My father, Noel Mosquito, and mother, Lourdes Bautista, grew up in the Philippines in the late 1960s. In some respects my dad had a better life than my mom: he grew up the second of three children of an engineer and his wife. My dad would always tell me stories about his childhood, such as his experiences climbing trees, catching spiders for spider fights, or eating too much food cooked by his aunt. My mother, on the other hand, was the youngest of seven children, where her eldest sibling was already married. My mom had to do all sorts of chores to help out in the household with her aging parents.
In their adolescence, my parents led two completely different attitudes. My mother worked hard both at home and in school. Though hard work, she managed to graduate salutatorian of her high school and went to college for Chemical Engineering. In contrast, my father mostly slacked off in school, letting his mom do his homework and relying on his natural talent for math and standardized test taking to pull him through college. While my mom was an upstanding good student, my dad was known to smoke and hang out with a “bad” crew. They met at my mom’s 18th birthday party (her debut, the Philippine equivalent of a Sweet Sixteen or a quinceañera), started dating, and got engaged when he was 18 and she was 19. When they were 22 and 23, my mom became pregnant with my sister and a hastily arranged wedding was set for March 1990. In August of that year, my mom gave birth to my sister.
In preparation for the economic situation of the time, my dad had studied physical therapy to take advantage of the need for physical therapists in the United States. Thankfully, by the time my sister was born my dad was guaranteed a job in New York City. Now graduated, married, and ready for a new job, my dad quickly matured from a teenager to an adult. He departed for New York City in 1991, while my mom remained in the Philippines to take care of my sister.
My dad’s arrival in New York City was not overwhelmingly difficult because of connections, but it had its troubles. First, he spoke English well, albeit with an accent, because of the high frequency of English usage in Philippine colleges. Second, he had secured a job before he boarded the plane, guaranteeing him financial stability. Third, his job as a physical therapist at Goldwater Hospital on Roosevelt Island found him meeting with other Filipino immigrants, working the same job he did. As such he had a group of friends to associate with and the logistics of immigration were taken care of. Troubles, however, came in the form of a new culture and distance from family. My dad was barely an adult when he moved to NYC, and already he had to adjust to a new world with new customs. He told me the story of how disgusted he was at food waste in America. Leftover food would just be thrown out and not even be given to the homeless. He also experience racism from some Americans who felt immigrants were taking up jobs in the 90s. The greatest difficulty was not being able to see his wife or daughter, while he sent money back to Philippines until they could come over too.
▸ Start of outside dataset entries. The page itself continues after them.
//! Concrete species graphs: the unit of population tracking.
//!
//! A [`SpeciesGraph`] is a flat arena of molecule instances with the bond
//! table folded into the site slots: a bound site stores its partner
//! endpoint directly, and the symmetry invariant (the partner points back)
//! is maintained by [`SpeciesGraph::bind`]/[`SpeciesGraph::unbind`]. The
//! flat representation keeps cyclic complexes (e.g. cross-linked receptor
//! dimers) free of ownership cycles and makes isomorphism machinery
//! tractable.
//!
//! # Determinism
//! Iteration over molecules and sites is by index. Any function of a
//! species graph that feeds canonicalization must not depend on anything
//! else.

use crate::model::{Model, ModelError, MoleculeTypeId, StateId};
use crate::pattern::{BondCondition, ComplexPattern, StateCondition};
use serde::{Deserialize, Serialize};
use std::fmt::Write as _;

/// One endpoint of a bond: a site on a molecule instance.
#[derive(Debug, Clone, Copy, PartialEq, Eq, PartialOrd, Ord, Hash, Serialize, Deserialize)]
pub struct BondEnd {
    pub molecule: u32,
    pub site: u16,
}

impl BondEnd {
    #[inline]
    pub const fn new(molecule: u32, site: u16) -> Self {
        Self { molecule, site }
    }
}

/// Resolved value of one site: an optional bond partner and an optional
/// internal state (`None` iff the site declares no state set).
#[derive(Debug, Clone, Copy, PartialEq, Eq, Default, Serialize, Deserialize)]
pub struct SiteSlot {
    pub bond: Option<BondEnd>,
    pub state: Option<StateId>,
}

/// A molecule instance within a species graph.
#[derive(Debug, Clone, PartialEq, Eq, Serialize, Deserialize)]
pub struct MoleculeInstance {
    pub ty: MoleculeTypeId,
    pub sites: Vec<SiteSlot>,
}

impl MoleculeInstance {
    pub fn new(ty: MoleculeTypeId, site_count: usize) -> Self {
        Self {
            ty,
            sites: vec![SiteSlot::default(); site_count],
        }
    }
}

/// A fully resolved molecular complex.
///
/// # Invariants
/// - Bonds are symmetric: if site `a` stores partner `b`, site `b` stores
///   partner `a`.
/// - Species handed to the network generator are connected; intermediate
///   graphs inside the rule applicator may be disconnected until split.
#[derive(Debug, Clone, PartialEq, Eq, Default, Serialize, Deserialize)]
pub struct SpeciesGraph {
    molecules: Vec<MoleculeInstance>,
}

impl SpeciesGraph {
    pub fn new() -> Self {
        Self::default()
    }

    #[inline]
    pub fn molecule_count(&self) -> usize {
        self.molecules.len()
    }

    #[inline]
    pub fn molecule(&self, idx: usize) -> &MoleculeInstance {
        &self.molecules[idx]
    }

    pub fn molecules(&self) -> impl Iterator<Item = (usize, &MoleculeInstance)> {
        self.molecules.iter().enumerate()
    }

    /// Appends a molecule instance and returns its index.
    pub fn push(&mut self, instance: MoleculeInstance) -> u32 {
        let idx = self.molecules.len() as u32;
        self.molecules.push(instance);
        idx
    }

    #[inline]
    pub fn slot(&self, end: BondEnd) -> &SiteSlot {
        &self.molecules[end.molecule as usize].sites[end.site as usize]
    }

    fn slot_mut(&mut self, end: BondEnd) -> &mut SiteSlot {
        &mut self.molecules[end.molecule as usize].sites[end.site as usize]
    }

    /// Creates a bond between two free sites.
    ///
    /// # Panics
    /// Debug-asserts both sites are free; callers unbind first.
    pub fn bind(&mut self, a: BondEnd, b: BondEnd) {
        debug_assert!(self.slot(a).bond.is_none(), "bind target must be free");
        debug_assert!(self.slot(b).bond.is_none(), "bind target must be free");
        self.slot_mut(a).bond = Some(b);
        self.slot_mut(b).bond = Some(a);
    }

    /// Removes the bond at `end`, clearing both endpoints.
    ///
    /// Returns the former partner, or `None` if the site was free.
    pub fn unbind(&mut self, end: BondEnd) -> Option<BondEnd> {
        let partner = self.slot_mut(end).bond.take()?;
        let back = self.slot_mut(partner).bond.take();
        debug_assert_eq!(back, Some(end), "bond table must be symmetric");
        Some(partner)
    }

    pub fn set_state(&mut self, end: BondEnd, state: StateId) {
        self.slot_mut(end).state = Some(state);
    }

    /// Builds a species graph from a concrete complex pattern.
    ///
    /// A site with no bond condition is taken as unbound, so a seed species
    /// can mention only its states. `Any`/`Wild` conditions and missing
    /// states on stateful sites are a [`ModelError::NotConcrete`].
    pub fn from_concrete(pattern: &ComplexPattern, model: &Model) -> Result<Self, ModelError> {
        let mut graph = SpeciesGraph::new();
        for mol in &pattern.molecules {
            let ty = model.molecule_type(mol.ty);
            let mut inst = MoleculeInstance::new(mol.ty, mol.sites.len());
            for (si, site) in mol.sites.iter().enumerate() {
                let not_concrete = || ModelError::NotConcrete {
                    molecule: ty.name.clone(),
                    site: ty.sites[si].name.clone(),
                };
                match site.bond {
                    BondCondition::Unspecified
                    | BondCondition::Unbound
                    | BondCondition::Bond(_) => {}
                    BondCondition::Any | BondCondition::Wild => {
                        return Err(not_concrete());
                    }
                }
                inst.sites[si].state = match site.state {
                    StateCondition::Is(s) => Some(s),
                    StateCondition::Unspecified => {
                        if ty.sites[si].has_states() {
                            return Err(not_concrete());
                        }
                        None
                    }
                };
            }
            graph.push(inst);
        }
        for (_, a, b) in pattern.bond_pairs() {
            graph.bind(
                BondEnd::new(a.0 as u32, a.1 as u16),
                BondEnd::new(b.0 as u32, b.1 as u16),
            );
        }
        Ok(graph)
    }

    /// Whether all molecules form one bond-connected complex.
    pub fn is_connected(&self) -> bool {
        self.molecule_count() <= 1 || self.component_labels().iter().all(|&c| c == 0)
    }

    /// Per-molecule component index, numbered by first appearance.
    fn component_labels(&self) -> Vec<u32> {
        let n = self.molecules.len();
        let mut label = vec![u32::MAX; n];
        let mut next = 0u32;
        let mut stack = Vec::new();
        for start in 0..n {
            if label[start] != u32::MAX {
                continue;
            }
            label[start] = next;
            stack.push(start);
            while let Some(m) = stack.pop() {
                for slot in &self.molecules[m].sites {
                    if let Some(partner) = slot.bond {
                        let p = partner.molecule as usize;
                        if label[p] == u32::MAX {
                            label[p] = next;
                            stack.push(p);
                        }
                    }
                }
            }
            next += 1;
        }
        label
    }

    /// Splits into connected components, preserving relative molecule order
    /// within each component.
    pub fn components(&self) -> Vec<SpeciesGraph> {
        if self.molecules.is_empty() {
            return Vec::new();
        }
        let labels = self.component_labels();
        let count = labels.iter().copied().max().map_or(0, |m| m as usize + 1);
        if count <= 1 {
            return vec![self.clone()];
        }
        // Old molecule index -> index within its component.
        let mut remap = vec![0u32; self.molecules.len()];
        let mut sizes = vec![0u32; count];
        for (i, &c) in labels.iter().enumerate() {
            remap[i] = sizes[c as usize];
            sizes[c as usize] += 1;
        }
        let mut parts = vec![SpeciesGraph::new(); count];
        for (i, mol) in self.molecules.iter().enumerate() {
            let mut inst = mol.clone();
            for slot in &mut inst.sites {
                if let Some(partner) = &mut slot.bond {
                    partner.molecule = remap[partner.molecule as usize];
                }
            }
            parts[labels[i] as usize].push(inst);
        }
        parts
    }

    /// Renders the graph in surface-like notation, e.g.
    /// `EGFR(l,r!0,Y1068~p).EGFR(l,r!0,Y1068~u)`. Intended for error
    /// messages and test diagnostics.
    pub fn render(&self, model: &Model) -> String {
        let mut bond_ids: Vec<Vec<Option<u32>>> = self
            .molecules
            .iter()
            .map(|m| vec![None; m.sites.len()])
            .collect();
        let mut next_bond = 0u32;
        let mut out = String::new();
        for (mi, mol) in self.molecules.iter().enumerate() {
            if mi > 0 {
                out.push('.');
            }
            let ty = model.molecule_type(mol.ty);
            out.push_str(&ty.name);
            out.push('(');
            for (si, slot) in mol.sites.iter().enumerate() {
                if si > 0 {
                    out.push(',');
                }
                out.push_str(&ty.sites[si].name);
                if let Some(state) = slot.state {
                    let _ = write!(out, "~{}", ty.sites[si].states[state.index()]);
                }
                if let Some(partner) = slot.bond {
                    let id = bond_ids[mi][si].unwrap_or_else(|| {
                        let id = next_bond;
                        next_bond += 1;
                        bond_ids[partner.molecule as usize][partner.site as usize] = Some(id);
                        id
                    });
                    let _ = write!(out, "!{}", id);
                }
            }
            out.push(')');
        }
        out
    }
}
//! Subgraph embedding search.
//!
//! Finds every injective, structure-preserving map from a [`ComplexPattern`]
//! into one species graph. The search is plain backtracking over pattern
//! molecules in index order: candidates are type-filtered and checked
//! against local site conditions, bond labels whose opposite endpoint is
//! already placed force the candidate outright, and a used-set keeps the
//! assignment injective.
//!
//! All bond-condition variants go through one predicate ([`site_admits`]);
//! wildcards are data, not special-cased search branches.
//!
//! # Determinism
//! Candidates are tried in ascending species-molecule index, so the returned
//! embedding list is in lexicographic order of target vectors. Network
//! numbering depends on this.

use crate::pattern::{BondCondition, ComplexPattern, SitePattern, StateCondition};
use crate::species::{BondEnd, SiteSlot, SpeciesGraph};

/// An injective map from pattern molecules to species molecules.
///
/// `targets[i]` is the species molecule matched by pattern molecule `i`.
#[derive(Debug, Clone, PartialEq, Eq)]
pub struct Embedding {
    pub targets: Vec<u32>,
}

impl Embedding {
    #[inline]
    pub fn target(&self, pattern_molecule: usize) -> u32 {
        self.targets[pattern_molecule]
    }
}

/// Whether a site condition admits a resolved site slot.
///
/// Bond-label identity is not checked here; the search enforces it through
/// forced assignments when the opposite endpoint is placed.
fn site_admits(cond: &SitePattern, slot: &SiteSlot) -> bool {
    if let StateCondition::Is(state) = cond.state {
        if slot.state != Some(state) {
            return false;
        }
    }
    match cond.bond {
        BondCondition::Unspecified | BondCondition::Wild => true,
        BondCondition::Unbound => slot.bond.is_none(),
        BondCondition::Any | BondCondition::Bond(_) => slot.bond.is_some(),
    }
}

/// All embeddings of `pattern` into `species`, in deterministic order.
pub fn find_embeddings(pattern: &ComplexPattern, species: &SpeciesGraph) -> Vec<Embedding> {
    let n = pattern.molecules.len();
    if n == 0 {
        return Vec::new();
    }
    let mut out = Vec::new();
    let mut assigned: Vec<u32> = Vec::with_capacity(n);
    let mut used = vec![false; species.molecule_count()];
    extend(pattern, species, &mut assigned, &mut used, &mut out);
    out
}

fn extend(
    pattern: &ComplexPattern,
    species: &SpeciesGraph,
    assigned: &mut Vec<u32>,
    used: &mut [bool],
    out: &mut Vec<Embedding>,
) {
    let depth = assigned.len();
    if depth == pattern.molecules.len() {
        out.push(Embedding {
            targets: assigned.clone(),
        });
        return;
    }
    let mol = &pattern.molecules[depth];

    // A bond label back to an already-placed molecule pins the candidate;
    // a label closing on this molecule itself demands a self-loop.
    let mut forced: Option<u32> = None;
    let mut contradiction = false;
    let mut loops: Vec<(u16, u16)> = Vec::new();
    for (si, site) in mol.sites.iter().enumerate() {
        if !matches!(site.bond, BondCondition::Bond(_)) {
            continue;
        }
        let Some((pm, ps)) = pattern.partner_of(depth, si) else {
            continue;
        };
        if pm == depth {
            loops.push((si as u16, ps as u16));
            continue;
        }
        if pm > depth {
            continue;
        }
        let anchor = BondEnd::new(assigned[pm], ps as u16);
        match species.slot(anchor).bond {
            Some(partner) if partner.site == si as u16 => match forced {
                None => forced = Some(partner.molecule),
                Some(prev) if prev == partner.molecule => {}
                Some(_) => contradiction = true,
            },
            _ => contradiction = true,
        }
    }
    if contradiction {
        return;
    }

    let candidates: Box<dyn Iterator<Item = u32>> = match forced {
        Some(target) => Box::new(std::iter::once(target)),
        None => Box::new(0..species.molecule_count() as u32),
    };
    for target in candidates {
        if used[target as usize] {
            continue;
        }
        let inst = species.molecule(target as usize);
        if inst.ty != mol.ty {
            continue;
        }
        if !mol
            .sites
            .iter()
            .zip(&inst.sites)
            .all(|(cond, slot)| site_admits(cond, slot))
        {
            continue;
        }
        if !loops.iter().all(|&(si, ps)| {
            species.slot(BondEnd::new(target, si)).bond == Some(BondEnd::new(target, ps))
        }) {
            continue;
        }
        used[target as usize] = true;
        assigned.push(target);
        extend(pattern, species, assigned, used, out);
        assigned.pop();
        used[target as usize] = false;
    }
}

/// Counts the automorphisms of one complex pattern: bijections of its
/// molecules onto themselves preserving type, site conditions, and bond
/// structure (bond labels compared structurally, not by name).
pub fn pattern_automorphisms(pattern: &ComplexPattern) -> u64 {
    pattern_isomorphisms(pattern, pattern)
}

/// Counts the automorphisms of a pattern list: block-preserving bijections.
///
/// Patterns in a list share no bond labels, so the group factorizes into
/// per-pattern automorphisms times permutations of isomorphic patterns.
/// This is the symmetry divisor in reaction multiplicities and observable
/// coefficients.
pub fn pattern_list_automorphisms(patterns: &[ComplexPattern]) -> u64 {
    let mut total: u64 = 1;
    for pat in patterns {
        total *= pattern_automorphisms(pat);
    }
    // Group the blocks into isomorphism classes.
    let mut class_of: Vec<Option<usize>> = vec![None; patterns.len()];
    let mut class_sizes: Vec<u64> = Vec::new();
    for i in 0..patterns.len() {
        if class_of[i].is_some() {
            continue;
        }
        let class = class_sizes.len();
        class_of[i] = Some(class);
        let mut size = 1u64;
        for j in i + 1..patterns.len() {
            if class_of[j].is_none() && pattern_isomorphisms(&patterns[i], &patterns[j]) > 0 {
                class_of[j] = Some(class);
                size += 1;
            }
        }
        class_sizes.push(size);
    }
    for size in class_sizes {
        total *= factorial(size);
    }
    total
}

fn factorial(n: u64) -> u64 {
    (2..=n).product::<u64>().max(1)
}

/// Counts condition-preserving molecule bijections from `a` onto `b`.
fn pattern_isomorphisms(a: &ComplexPattern, b: &ComplexPattern) -> u64 {
    if a.molecules.len() != b.molecules.len() {
        return 0;
    }
    let n = a.molecules.len();
    let mut image: Vec<Option<usize>> = vec![None; n];
    let mut used = vec![false; n];
    let mut count = 0u64;
    iso_extend(a, b, 0, &mut image, &mut used, &mut count);
    count
}

fn iso_extend(
    a: &ComplexPattern,
    b: &ComplexPattern,
    depth: usize,
    image: &mut Vec<Option<usize>>,
    used: &mut [bool],
    count: &mut u64,
) {
    if depth == a.molecules.len() {
        *count += 1;
        return;
    }
    let ma = &a.molecules[depth];
    'cand: for target in 0..b.molecules.len() {
        if used[target] {
            continue;
        }
        let mb = &b.molecules[target];
        if ma.ty != mb.ty || ma.sites.len() != mb.sites.len() {
            continue;
        }
        for (si, (sa, sb)) in ma.sites.iter().zip(&mb.sites).enumerate() {
            if sa.state != sb.state {
                continue 'cand;
            }
            match (sa.bond, sb.bond) {
                (BondCondition::Unspecified, BondCondition::Unspecified)
                | (BondCondition::Unbound, BondCondition::Unbound)
                | (BondCondition::Any, BondCondition::Any)
                | (BondCondition::Wild, BondCondition::Wild) => {}
                (BondCondition::Bond(_), BondCondition::Bond(_)) => {
                    // Structural check once both endpoints are placed.
                    let pa = a.partner_of(depth, si);
                    let pb = b.partner_of(target, si);
                    match (pa, pb) {
                        (Some((pam, pas)), Some((pbm, pbs))) => {
                            if pas != pbs {
                                continue 'cand;
                            }
                            if pam == depth {
                                if pbm != target {
                                    continue 'cand;
                                }
                            } else if pam < depth && image[pam] != Some(pbm) {
                                continue 'cand;
                            }
                        }
                        _ => continue 'cand,
                    }
                }
                _ => continue 'cand,
            }
        }
        image[depth] = Some(target);
        used[target] = true;
        iso_extend(a, b, depth + 1, image, used, count);
        used[target] = false;
        image[depth] = None;
    }
}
In 1993 my mother and sister moved to New York to meet up with my dad, officially completing my family’s immigration to the United States. They got an apartment in Astoria due to the convenience of travel to work. My mom had difficulty transitioning to her new life: like my dad, she was young, immature, thrust into responsibility with a child and living away from friends and family. Furthermore, my mom’s Chemical Engineering degree did not apply for chemical engineering in the United States. Financial need meant she had neither the money nor the time to go to American college to affirm her degree, as she had to work odd jobs for an income.
As time passed, my parents slowly adjusted to life in America. That was it: they had left the home country and would forever live in the New World. My sister, who had spent three years in the Philippines, had to begin school in America with a mix of Tagalog and English, along with inexperienced parents who decided to be safe than sorry when raising her. Conservative parenting grew some resentment in my sister from her youth until she moved out of the house just last year. My family moved to Jackson Heights in 1995, and I was born as the first American citizen in my extended family in February 1996. The final major change in lifestyle happened when, in 1998, my family moved from semi-urban Jackson Heights to suburban Bellerose, Queens, where they bought the house we have lived in for the past 16 years. From then on, life no longer meant transition to a new world but rather meant raising two children as Americans, and adapting to the changes in technology.
Today my parents hold citizenship in one country: the United States. They speak English at home the majority of the time and only speak Tagalog about 25% of the time when seeing other Filipinos. To this day I have no other relatives on the East Coast. My closest relatives live in Ottawa and after that come my relatives in California. Instead of growing up with actual cousins or uncles or aunts, my family consisted of the Filipinos my parents met in the early 90s and the Filipinos from our church. I consider myself American, but I realize the changes my parents had to go through to bring me to this point.